Before I begin blabbing - I will bring this to an end.
To all my fellow anxiety brothers and sisters out there...

You are not alone. It will soon pass. Being bigger than this monster can get hard, but it is not impossible. Keep your head up and always have faith that this is not the end. And know it is OKAY to feel down and out. It's part of the process.
It is always easier said than done, but when that one person tells you, "breathe". BREATHE! That is one of the greatest gifts we could all receive in life - LIFE! I wasn't living life wrong, I just wasn't living life like I appreciated it.

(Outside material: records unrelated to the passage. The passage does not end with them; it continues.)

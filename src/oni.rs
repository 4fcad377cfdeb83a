use chrono::Datelike;
use tracing::debug;

use crate::climatology::ClimatologyMap;
use crate::data_structures::TimeSeries;
use crate::utils::nan_mean;

/// Oceanic Niño Index: the smoothed regional series minus, per month, the
/// mean of all same-calendar-month samples whose year falls inside that
/// year's climatology window. No window or no reference samples gives NaN
/// at the timestamp, never an error.
pub fn compute_oni(regional: &TimeSeries, climatology: &ClimatologyMap) -> TimeSeries {
    let values: Vec<f64> = regional
        .iter()
        .map(|(time, value)| {
            let Some(&(win_start, win_end)) = climatology.get(&time.year()) else {
                return f64::NAN;
            };
            let clim = nan_mean(regional.iter().filter_map(|(t, v)| {
                (t.month() == time.month() && (win_start..=win_end).contains(&t.year()))
                    .then_some(v)
            }));
            value - clim
        })
        .collect();

    let missing = values.iter().filter(|v| !v.is_finite()).count();
    debug!(n = values.len(), missing, "ONI computed");
    TimeSeries::new(regional.times.clone(), values)
}
use std::collections::BTreeMap;

use tracing::{debug, info};

use crate::data_structures::{
    Episode, IndexRecord, Intensity, Phase, TimeSeries, INTENSITIES_DESC,
};
use crate::utils::next_month;

/// Months of consecutive threshold exceedance required to enter a phase.
const PHASE_RUN: usize = 5;
/// Months of consecutive exceedance required to claim an intensity tier.
const INTENSITY_RUN: usize = 3;
/// Phase entry threshold (°C).
const PHASE_THRESHOLD: f64 = 0.5;

// ------------------------ phase detection ------------------------

/// Label every month Warm/Cool/Neutral: any 5-month window entirely at or
/// beyond ±0.5 labels all 5 of its months. NaN fails both comparisons, so
/// missing index values stay Neutral. Overlapping qualifying windows agree
/// by construction, so window order is irrelevant.
pub fn identify_phases(oni: &TimeSeries) -> Vec<Phase> {
    let n = oni.len();
    let mut phases = vec![Phase::Neutral; n];
    if n < PHASE_RUN {
        return phases;
    }
    for i in 0..=n - PHASE_RUN {
        let window = &oni.values[i..i + PHASE_RUN];
        if window.iter().all(|&v| v >= PHASE_THRESHOLD) {
            phases[i..i + PHASE_RUN].fill(Phase::Warm);
        } else if window.iter().all(|&v| v <= -PHASE_THRESHOLD) {
            phases[i..i + PHASE_RUN].fill(Phase::Cool);
        }
    }
    phases
}

// ------------------------ event numbering ------------------------

/// Per-month event ids, one running counter per phase category. A counter
/// increments every time its phase freshly begins; every month of a run
/// shares the run's id.
#[derive(Clone, Debug, Default, PartialEq, Eq)]
pub struct EventIds {
    pub warm: Vec<Option<u32>>,
    pub cool: Vec<Option<u32>>,
    pub neutral: Vec<Option<u32>>,
}

pub fn number_events(phases: &[Phase]) -> EventIds {
    let n = phases.len();
    let mut ids = EventIds {
        warm: vec![None; n],
        cool: vec![None; n],
        neutral: vec![None; n],
    };
    let mut counters: [u32; 3] = [0, 0, 0];
    let mut current: Option<Phase> = None;

    for (i, &phase) in phases.iter().enumerate() {
        let slot = match phase {
            Phase::Warm => 0,
            Phase::Cool => 1,
            Phase::Neutral => 2,
        };
        if current != Some(phase) {
            counters[slot] += 1;
            current = Some(phase);
        }
        let id = Some(counters[slot]);
        match phase {
            Phase::Warm => ids.warm[i] = id,
            Phase::Cool => ids.cool[i] = id,
            Phase::Neutral => ids.neutral[i] = id,
        }
    }
    ids
}

// ------------------------ intensity classification ------------------------

// Highest tier for which the episode holds 3 consecutive qualifying months.
// Every non-Neutral month already clears 0.5, so Weak always applies.
fn episode_intensity(values: &[f64], phase: Phase) -> Intensity {
    for tier in INTENSITIES_DESC {
        let tau = tier.threshold();
        let mut run = 0usize;
        for &v in values {
            let hit = match phase {
                Phase::Warm => v >= tau,
                Phase::Cool => v <= -tau,
                Phase::Neutral => false,
            };
            run = if hit { run + 1 } else { 0 };
            if run >= INTENSITY_RUN {
                return tier;
            }
        }
    }
    Intensity::Weak
}

/// Assemble the full index table: phases, per-category event ids, and the
/// intensity shared by every month of each non-Neutral episode.
pub fn build_records(oni: &TimeSeries, phases: &[Phase], ids: &EventIds) -> Vec<IndexRecord> {
    assert_eq!(oni.len(), phases.len());

    // gather each warm/cool event's values, classify once, then fan out
    let mut warm_values: BTreeMap<u32, Vec<f64>> = BTreeMap::new();
    let mut cool_values: BTreeMap<u32, Vec<f64>> = BTreeMap::new();
    for i in 0..oni.len() {
        if let Some(id) = ids.warm[i] {
            warm_values.entry(id).or_default().push(oni.values[i]);
        }
        if let Some(id) = ids.cool[i] {
            cool_values.entry(id).or_default().push(oni.values[i]);
        }
    }
    let warm_tiers: BTreeMap<u32, Intensity> = warm_values
        .iter()
        .map(|(&id, vals)| (id, episode_intensity(vals, Phase::Warm)))
        .collect();
    let cool_tiers: BTreeMap<u32, Intensity> = cool_values
        .iter()
        .map(|(&id, vals)| (id, episode_intensity(vals, Phase::Cool)))
        .collect();
    debug!(
        warm_events = warm_tiers.len(),
        cool_events = cool_tiers.len(),
        "episodes classified"
    );

    (0..oni.len())
        .map(|i| {
            let intensity = match phases[i] {
                Phase::Warm => ids.warm[i].map(|id| warm_tiers[&id]),
                Phase::Cool => ids.cool[i].map(|id| cool_tiers[&id]),
                Phase::Neutral => None,
            };
            IndexRecord {
                time: oni.times[i],
                oni: oni.values[i],
                phase: phases[i],
                warm_event: ids.warm[i],
                cool_event: ids.cool[i],
                neutral_event: ids.neutral[i],
                intensity,
            }
        })
        .collect()
}

// ------------------------ episode summary ------------------------

/// Merge consecutive non-Neutral months with equal phase and intensity into
/// episode records. A month extends the open episode only when it lands
/// exactly one month after its end; any gap closes the episode.
pub fn summarize_events(records: &[IndexRecord]) -> Vec<Episode> {
    let mut episodes = Vec::new();
    let mut current: Option<Episode> = None;

    for rec in records.iter().filter(|r| r.phase != Phase::Neutral) {
        let Some(intensity) = rec.intensity else {
            continue;
        };
        match current.as_mut() {
            Some(ep)
                if rec.time == next_month(ep.end)
                    && rec.phase == ep.phase
                    && intensity == ep.intensity =>
            {
                ep.end = rec.time;
            }
            _ => {
                if let Some(done) = current.take() {
                    episodes.push(done);
                }
                current = Some(Episode {
                    start: rec.time,
                    end: rec.time,
                    phase: rec.phase,
                    intensity,
                });
            }
        }
    }
    if let Some(done) = current {
        episodes.push(done);
    }
    info!(n = episodes.len(), "event summary built");
    episodes
}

I am a firm believer that is how I let anxiety and depression rule me.

I will never totally beat anxiety because I don't think that is scientifically possible, but I will be bigger than it!

I'll leave you with a quote from the great, Oprah:
"Wherever you are in your journey, I hope you, too, will keep encountering challenges. It is a blessing to be able to survive them, to be able to keep putting one foot in front of the other - to be in position to make the climb up life's mountain, knowing that the summit still lies ahead."